Heparin-immobilized beads (Heparin Sepharose: 6 Fast Flow, 17-0998-01) was purchased from GE Healthcare (Uppsala, Sweden). An anti sFLT1 mouse monoclonal antibody KM175042, which recognizes the 2–3-Ig regions of the human FLT1, was used as the primary antibody. Horseradish peroxidase (HRP)-labeled anti-mouse immunoglobulin goat serum (ab6789, Abcam, Cambridge, UK) was used as the secondary antibody. HRP assay solution (Substrate Reagent Pack, DY999) was obtained from R&D Systems (Minneapolis, U.S.A.), and two sFLT1-ELISA kits were purchased from Invitrogen (California, U.S.A.) and R&D Systems.

Methods

A sandwich ELISA system using heparin-beads (heparin-Sepharose) and an anti-sFLT1 antibody, i.e. heparin-beads-coupled ELISA (HB-ELISA) (Fig. 1), was constructed as follows; in 1.0 mL assay solution, 100 µL volume included human serum (clinical sample) or inactivated fetal bovine serum (FBS) (56 °C-treated for 30 min: negative control) or both. For a standard sFLT1 assay, we used 7N FLT1 protein (1–7 Ig domain-containing soluble FLT1), which was expressed in SF9-insect cells with a Baculo-virus vector and purified with a heparin-beads column and gel-filtration column26. 7N sFLT1 has a peptide 750 amino acids long, similar to 6 N i13 (688 amino acids) and e15a (734 amino acids) sFLT1. 7 N sFLT-1 protein (0.3, 1.0, or 3.0 ng) was mixed with 100 µL of inactivated FBS. Typically, 20 µL, 50 µL, or 100 µL of human sera clinical samples were assayed. When 20 µL or 50 µL of human serum was assayed, the total volume was adjusted to 100 µL by adding the inactivated FBS.
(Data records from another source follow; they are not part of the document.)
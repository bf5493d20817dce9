//! Per-direction media recording
//!
//! The bridge records raw RTP frames as they cross it, one file per
//! direction and medium. The container kept here is deliberately minimal
//! (a JSON header line followed by length-prefixed frames); post-processing
//! into a playable file is the job of external tooling, which is why the
//! codec name and RED payload type are stored up front.

use std::fs::File;
use std::io::{BufWriter, Write};
use std::path::{Path, PathBuf};
use std::sync::Mutex;

use chrono::Utc;
use serde::Serialize;
use tracing::{debug, warn};

use crate::{Error, Result};

#[derive(Debug, Serialize)]
struct RecordingHeader<'a> {
    codec: &'a str,
    created: i64,
}

/// An open recording target for one direction of one medium.
pub struct Recorder {
    filename: String,
    path: PathBuf,
    codec: String,
    opusred_pt: Option<i32>,
    writer: Mutex<Option<BufWriter<File>>>,
}

impl Recorder {
    /// Open a new recording file. `filename` is used as-is plus the
    /// container extension; the codec name is whatever the negotiation
    /// settled on for the medium being tapped.
    pub fn create(dir: Option<&Path>, codec: &str, filename: &str) -> Result<Self> {
        let mut path = dir.map(Path::to_path_buf).unwrap_or_default();
        path.push(format!("{filename}.mrec"));
        let file = File::create(&path)
            .map_err(|e| Error::recording(format!("Couldn't open {}: {e}", path.display())))?;
        let mut writer = BufWriter::new(file);

        let header = RecordingHeader {
            codec,
            created: Utc::now().timestamp_micros(),
        };
        serde_json::to_writer(&mut writer, &header)
            .map_err(|e| Error::recording(format!("Couldn't write recording header: {e}")))
            .and_then(|()| {
                writer
                    .write_all(b"\n")
                    .map_err(|e| Error::recording(format!("Couldn't write recording header: {e}")))
            })?;

        debug!("Recording {} ({codec}) opened", path.display());
        Ok(Self {
            filename: filename.to_string(),
            path,
            codec: codec.to_string(),
            opusred_pt: None,
            writer: Mutex::new(Some(writer)),
        })
    }

    /// Note that the recorded audio stream carries RFC 2198 redundancy.
    /// Side information only; frames are still written as received.
    pub fn set_opusred(&mut self, pt: i32) {
        self.opusred_pt = Some(pt);
    }

    pub fn filename(&self) -> &str {
        &self.filename
    }

    pub fn path(&self) -> &Path {
        &self.path
    }

    pub fn codec(&self) -> &str {
        &self.codec
    }

    pub fn opusred_pt(&self) -> Option<i32> {
        self.opusred_pt
    }

    /// Append one frame. Saving to a closed recorder is a no-op, so the
    /// packet paths never need to coordinate with recording stop.
    pub fn save_frame(&self, frame: &[u8]) {
        let mut guard = self.writer.lock().unwrap();
        let Some(writer) = guard.as_mut() else {
            return;
        };
        let len = frame.len() as u32;
        if let Err(e) = writer
            .write_all(&len.to_be_bytes())
            .and_then(|()| writer.write_all(frame))
        {
            warn!("Error writing frame to {}: {e}", self.path.display());
        }
    }

    /// Flush and close the file. Idempotent.
    pub fn close(&self) {
        let mut guard = self.writer.lock().unwrap();
        if let Some(mut writer) = guard.take() {
            if let Err(e) = writer.flush() {
                warn!("Error flushing recording {}: {e}", self.path.display());
            }
        }
    }
}

impl std::fmt::Debug for Recorder {
    fn fmt(&self, f: &mut std::fmt::Formatter<'_>) -> std::fmt::Result {
        f.debug_struct("Recorder")
            .field("filename", &self.filename)
            .field("codec", &self.codec)
            .field("opusred_pt", &self.opusred_pt)
            .finish()
    }
}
A total of 1.0 mL solution (basic solution: PBS-T; phosphate-buffered saline with 0.1% Tween20), which included (1) clinical serum sample, (2) heparin-beads (about 30 µL volume/assay), (3) anti-sFLT1 antibody (140 ng/assay), and (4) the anti-mouse monoclonal goat antibody labeled with HRP (200 ng/assay) in 1.5 mL-microtube, was gently mixed for 40 min at room temperature. After incubation, 1.5 mL-microtubes were centrifuged at 300×g for 8 s (s), twice, and the supernatant solutions were carefully removed from the heparin-beads-antibody precipitates. The precipitates were washed with 1 mL of PBS-T for 5 min at room temperature with gentle mixing, then centrifuged at 300×g for 8 s, twice. After removing the supernatant as much as possible, this washing step with 1 mL of PBS-T was repeated once more. The heparin-beads-based sFLT1 precipitates were added with 200 µL of HRP assay solution. The mixture of sFLT1-bound heparin-beads, anti-sFLT1 antibody and HRP-labeled anti-mouse Ig antibody with HRP assay-solution was transferred to 96-well plates, incubated for 20 min at room temperature, and then assayed with an iMark Microplate Reader (Bio-Rad Laboratories Inc., CA, USA) at 595 nm (Fig. 1).

Statistical analysis

The data are expressed as the mean ± standard error (SE) and were analyzed by an unpaired t-test for parametric data. Statistical analyses were performed using Excel 2011 (Microsoft, Seattle, WA, USA) with the add-in software Statcel4 (OMS, Tokyo, Japan). A value of p < 0.05 was considered statistically significant.

Validation experiments

For the validation of the HB-ELISA, we used several human proteins: for the non-heparin-binding proteins, Insulin (FUJIFILM Wako Pure Chemical Corporation, Osaka, Japan) and EGF (FUJIFILM Wako Pure Chemical Corporation, Osaka, Japan); and for the heparin-binding proteins, TSP-1 (R&D Systems, MN, USA), HB-EGF (R&D Systems, MN, USA), and Antithrombin III (Sigma-Aldrich, St. Louis, MO, USA).

Experimental methods guideline statement

All experiments were performed in accordance with relevant guidelines and regulations.